My mother, Saumu Rajab W. had wonderful hair. Has wonderful hair. Long, wayward hair as if her thoughts can’t be contained by her head. She had got me early and she had got me with my father, a twenty-something-year-old man then with a great job, beautiful manners, and a tongue dipped in honey. My mother, Saumu Rajab W. had found a man among men. As soon as she had me, she didn’t want any other kid— or at least that’s what she says, until she had my sister, which plastered an ever-present eye-roll in me— her way of announcing to the world her man was a man of substance.

I don’t know how my father fell for my mother, but I think I have a hunch.
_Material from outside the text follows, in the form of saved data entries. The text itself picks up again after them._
// =============================================================================
// NORMALIZED RESPONSE
// =============================================================================

/// The single shape the rest of the app consumes.
#[derive(Clone, Debug, Default, PartialEq, Eq, Serialize)]
#[serde(rename_all = "camelCase")]
pub struct NormalizedResponse {
	/// Answer prose with fact blocks removed when a graph was extracted. Without
	/// a graph it is the answer minus any preamble, or the untouched answer when
	/// the parser found nothing at all.
	pub chat_response: String,
	/// Empty for legacy payloads.
	pub research_targets: Vec<String>,
	/// Empty for legacy payloads.
	pub research_findings: Vec<Finding>,
	/// Empty for legacy payloads.
	pub suggested_actions: Vec<SuggestedAction>,
	/// Graph from the answer, or from the facts preview when the answer has none.
	#[serde(flatten)]
	pub graph: KnowledgeGraph,
	/// Payload sources merged with any textual `Sources:` block.
	pub source_index_to_url: BTreeMap<u32, String>,
	/// Diagnostic prose before `Answer:`, shown apart from the answer.
	pub preamble: Option<String>,
	/// Whether the payload was the structured shape.
	pub has_structured_data: bool,
	/// Fact items that did not parse.
	pub skipped_items: usize,
}

impl NormalizedResponse {
	/// At least one node or edge.
	pub fn has_graph_data(&self) -> bool {
		!self.graph.nodes.is_empty() || !self.graph.edges.is_empty()
	}

	/// At least one research target or finding.
	pub fn has_research_data(&self) -> bool {
		!self.research_targets.is_empty() || !self.research_findings.is_empty()
	}

	/// A preamble or a source table worth showing in the debug panel.
	pub fn has_debug_data(&self) -> bool {
		self.preamble.as_deref().is_some_and(|p| !p.is_empty()) || !self.source_index_to_url.is_empty()
	}
}

/// Decodes and normalizes a raw payload.
pub fn normalize_json(json: &str) -> EngineResult<NormalizedResponse> {
	BackendPayload::from_json(json).map(normalize)
}

/// Maps either payload shape onto [`NormalizedResponse`]. Never fails.
pub fn normalize(payload: BackendPayload) -> NormalizedResponse {
	match payload {
		BackendPayload::Structured(p) => {
			let extraction = extract(&p.structured_response.chat_response, p.facts_preview.as_deref(), &p.sources);
			let StructuredResponse {
				research,
				suggested_actions,
				..
			} = p.structured_response;
			info!("normalized structured response ({} nodes)", extraction.graph.nodes.len());
			NormalizedResponse {
				research_targets: research.targets,
				research_findings: research.findings,
				suggested_actions,
				has_structured_data: true,
				..extraction.into_response()
			}
		}
		BackendPayload::Legacy(p) => {
			let answer = p.answer.unwrap_or_default();
			let extraction = extract(&answer, p.facts_preview.as_deref(), &p.sources);
			info!("normalized legacy response ({} nodes)", extraction.graph.nodes.len());
			NormalizedResponse {
				has_structured_data: false,
				..extraction.into_response()
			}
		}
	}
}

struct Extraction {
	chat_response: String,
	graph: KnowledgeGraph,
	source_index_to_url: BTreeMap<u32, String>,
	preamble: Option<String>,
	skipped_items: usize,
}

impl Extraction {
	fn into_response(self) -> NormalizedResponse {
		NormalizedResponse {
			chat_response: self.chat_response,
			graph: self.graph,
			source_index_to_url: self.source_index_to_url,
			preamble: self.preamble,
			skipped_items: self.skipped_items,
			..NormalizedResponse::default()
		}
	}
}

/// Runs the parser over the answer, then over the facts preview when the
/// answer carries no graph.
fn extract(answer: &str, preview: Option<&[String]>, sources: &[SourceRef]) -> Extraction {
	let known: BTreeMap<u32, String> = sources.iter().map(|s| (s.id, s.url.clone())).collect();
	let parser = FactParser::with_sources(known.clone());

	let primary = parser.parse(answer);
	let from_answer = primary.as_ref().is_some_and(|r| !r.graph.is_empty());
	let from_preview = if from_answer {
		None
	} else {
		preview.and_then(|lines| parser.parse_preview(lines))
	};
	if from_preview.is_some() {
		debug!("graph taken from facts preview");
	}

	let graph_source: Option<&ParsedGraphResult> = if from_answer {
		primary.as_ref()
	} else {
		from_preview.as_ref()
	};
	let graph = graph_source.map(|r| r.graph.clone()).unwrap_or_default();

	// A preamble never reaches the chat text, even when no graph came out.
	let chat_response = match &primary {
		Some(r) if !graph.is_empty() => r.clean_text.clone(),
		Some(_) => answer_body(answer).to_string(),
		None => answer.to_string(),
	};

	let mut source_index_to_url = known;
	for result in [primary.as_ref(), from_preview.as_ref()].into_iter().flatten() {
		source_index_to_url.extend(result.source_index_to_url.clone());
	}

	Extraction {
		chat_response,
		graph,
		source_index_to_url,
		preamble: primary.as_ref().and_then(|r| r.preamble.clone()),
		skipped_items: graph_source.or(primary.as_ref()).map_or(0, |r| r.skipped_items),
	}
}

// =============================================================================
// FULL GRAPH
// =============================================================================

/// A whole-graph dump in the canonical shape, fetched per tenant without going
/// through text parsing.
#[derive(Clone, Debug, Default, PartialEq, Eq, Serialize, Deserialize)]
#[serde(rename_all = "camelCase")]
pub struct FullGraphSnapshot {
	/// Tenant the graph belongs to.
	#[serde(default)]
	pub tenant: String,
	/// Canonical nodes; duplicate ids are merged on conversion.
	#[serde(default)]
	pub nodes: Vec<Node>,
	/// Canonical edges; dangling ones are dropped on conversion.
	#[serde(default)]
	pub edges: Vec<Edge>,
}

impl FullGraphSnapshot {
	/// Decodes a snapshot; missing arrays read as empty.
	pub fn from_json(json: &str) -> EngineResult<Self> {
		serde_json::from_str(json).map_err(|source| EngineError::Snapshot { source })
	}

	/// Merges nodes sharing an id, derives types and drops edges pointing at
	/// unknown nodes.
	pub fn into_graph(self) -> KnowledgeGraph {
		debug!(
			"full graph for tenant {:?}: {} nodes, {} edges",
			self.tenant,
			self.nodes.len(),
			self.edges.len()
		);
		KnowledgeGraph::from_parts(self.nodes, self.edges)
	}
}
Looking at the history of my former flames, they all look strikingly like my mother: short, light-skinned and with a Cobraesque venom of a tongue. Yes, I like them fiery, because someone has to tell the waiter I never ordered matumbo. But, if I scan even further at all my flames, they all had nice hair, such were my salad days. I am my father’s son after all. 

I stumbled upon letters my father wrote to my mother— and many other women too. The boy was smooth, or in the way he puts it, “men wanted to be him, and women wanted to be with him.” He could switch it off with the same insouciant shrug he would turn it on with. In a letter to my mother, he had channeled Shakespear, professing his “undying, unadulterated” love, and described how her hair smelled— like ordering the sky from a florist— and all he wanted was a chance to take her out to Afraha Stadium for a walk. Would she make his day by saying yes? Make his day she did, and I know this because the result of that successful meeting is typing these words. In other words, he was her type, as she was his. I know his type because my father has never been one to draw circles with his feet about his type, and actually used those words, “my type.” He liked them fantamaglorious, almost a model but not quite. My mother looked like she could have sung for TLC if she had more attitude (fact is she can’t sing but never let facts get in the way of a good story). She was all that. And then some.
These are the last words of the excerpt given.